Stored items
<<<<
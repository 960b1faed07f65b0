use faer::linalg::solvers::Solve;
use faer::{MatMut, MatRef, Side};

use crate::error::{AlsError, Result};
use crate::normal::{axpy, dot};

/// Dense solver for the small symmetric systems built per vector.
///
/// `gram` is a row-major `k × k` matrix and may be overwritten. On success
/// `rhs` holds the solution `x` of `G x = b`.
pub trait LinearSolve: Send + Sync {
    fn solve(&self, gram: &mut [f64], rhs: &mut [f64], k: usize) -> Result<()>;

    fn name(&self) -> &'static str;
}

fn numerical(reason: impl Into<String>) -> AlsError {
    AlsError::Numerical {
        index: 0,
        reason: reason.into(),
    }
}

fn check_dims(gram: &[f64], rhs: &[f64], k: usize) -> Result<()> {
    if gram.len() != k * k || rhs.len() != k {
        return Err(AlsError::Shape(format!(
            "system of rank {} needs {} gram entries and {} rhs entries, got {} and {}",
            k,
            k * k,
            k,
            gram.len(),
            rhs.len()
        )));
    }
    Ok(())
}

/// LLᵀ factorization through faer. Requires a positive definite system.
#[derive(Debug, Clone, Copy, Default)]
pub struct CholeskySolver;

impl LinearSolve for CholeskySolver {
    fn solve(&self, gram: &mut [f64], rhs: &mut [f64], k: usize) -> Result<()> {
        check_dims(gram, rhs, k)?;
        let a_mat = MatRef::from_row_major_slice(gram, k, k);
        let mut b_mat = MatMut::from_column_major_slice_mut(rhs, k, 1);

        let llt = a_mat
            .llt(Side::Lower)
            .map_err(|e| numerical(format!("system is not positive definite: {:?}", e)))?;
        let x = llt.solve(b_mat.as_ref());
        b_mat.copy_from(x.as_ref());

        if rhs.iter().any(|v| !v.is_finite()) {
            return Err(numerical("solution is not finite"));
        }
        Ok(())
    }

    fn name(&self) -> &'static str {
        "cholesky"
    }
}

/// Gaussian elimination with partial pivoting. Works for any non-singular system.
#[derive(Debug, Clone, Copy)]
pub struct GaussSolver {
    /// Pivots with smaller magnitude are treated as singular.
    pub pivot_tolerance: f64,
}

impl Default for GaussSolver {
    fn default() -> Self {
        Self {
            pivot_tolerance: 1e-12,
        }
    }
}

impl LinearSolve for GaussSolver {
    fn solve(&self, gram: &mut [f64], rhs: &mut [f64], k: usize) -> Result<()> {
        check_dims(gram, rhs, k)?;

        // forward elimination to upper triangular form
        for col in 0..k {
            let (pivot_row, pivot) = (col..k)
                .map(|r| (r, gram[r * k + col].abs()))
                .fold((col, f64::NEG_INFINITY), |best, cur| if cur.1 > best.1 { cur } else { best });
            if !(pivot >= self.pivot_tolerance) {
                return Err(numerical(format!(
                    "pivot {:e} in column {} is below tolerance",
                    pivot, col
                )));
            }
            if pivot_row != col {
                let (head, tail) = gram.split_at_mut(pivot_row * k);
                head[col * k..(col + 1) * k].swap_with_slice(&mut tail[..k]);
                rhs.swap(col, pivot_row);
            }

            let (done, rest) = gram.split_at_mut((col + 1) * k);
            let lead = &done[col * k + col..(col + 1) * k];
            for (offset, row) in rest.chunks_exact_mut(k).enumerate() {
                let factor = row[col] / lead[0];
                if factor == 0.0 {
                    continue;
                }
                axpy(-factor, lead, &mut row[col..]);
                rhs[col + 1 + offset] -= factor * rhs[col];
            }
        }

        // back substitution
        for row in (0..k).rev() {
            let tail = &gram[row * k + row + 1..(row + 1) * k];
            let known = dot(tail, &rhs[row + 1..]);
            rhs[row] = (rhs[row] - known) / gram[row * k + row];
        }

        if rhs.iter().any(|v| !v.is_finite()) {
            return Err(numerical("solution is not finite"));
        }
        Ok(())
    }

    fn name(&self) -> &'static str {
        "gauss"
    }
}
>>>>
[Task item]:
In the entries above, one line contains "#[derive(Debug, Clone, Copy)]" and another contains "let factor = row[col]". Reproduce exactly those two lines and the lines between them, nothing else.

[Solution for this problem]:
#[derive(Debug, Clone, Copy)]
pub struct GaussSolver {
    /// Pivots with smaller magnitude are treated as singular.
    pub pivot_tolerance: f64,
}

impl Default for GaussSolver {
    fn default() -> Self {
        Self {
            pivot_tolerance: 1e-12,
        }
    }
}

impl LinearSolve for GaussSolver {
    fn solve(&self, gram: &mut [f64], rhs: &mut [f64], k: usize) -> Result<()> {
        check_dims(gram, rhs, k)?;

        // forward elimination to upper triangular form
        for col in 0..k {
            let (pivot_row, pivot) = (col..k)
                .map(|r| (r, gram[r * k + col].abs()))
                .fold((col, f64::NEG_INFINITY), |best, cur| if cur.1 > best.1 { cur } else { best });
            if !(pivot >= self.pivot_tolerance) {
                return Err(numerical(format!(
                    "pivot {:e} in column {} is below tolerance",
                    pivot, col
                )));
            }
            if pivot_row != col {
                let (head, tail) = gram.split_at_mut(pivot_row * k);
                head[col * k..(col + 1) * k].swap_with_slice(&mut tail[..k]);
                rhs.swap(col, pivot_row);
            }

            let (done, rest) = gram.split_at_mut((col + 1) * k);
            let lead = &done[col * k + col..(col + 1) * k];
            for (offset, row) in rest.chunks_exact_mut(k).enumerate() {
                let factor = row[col] / lead[0];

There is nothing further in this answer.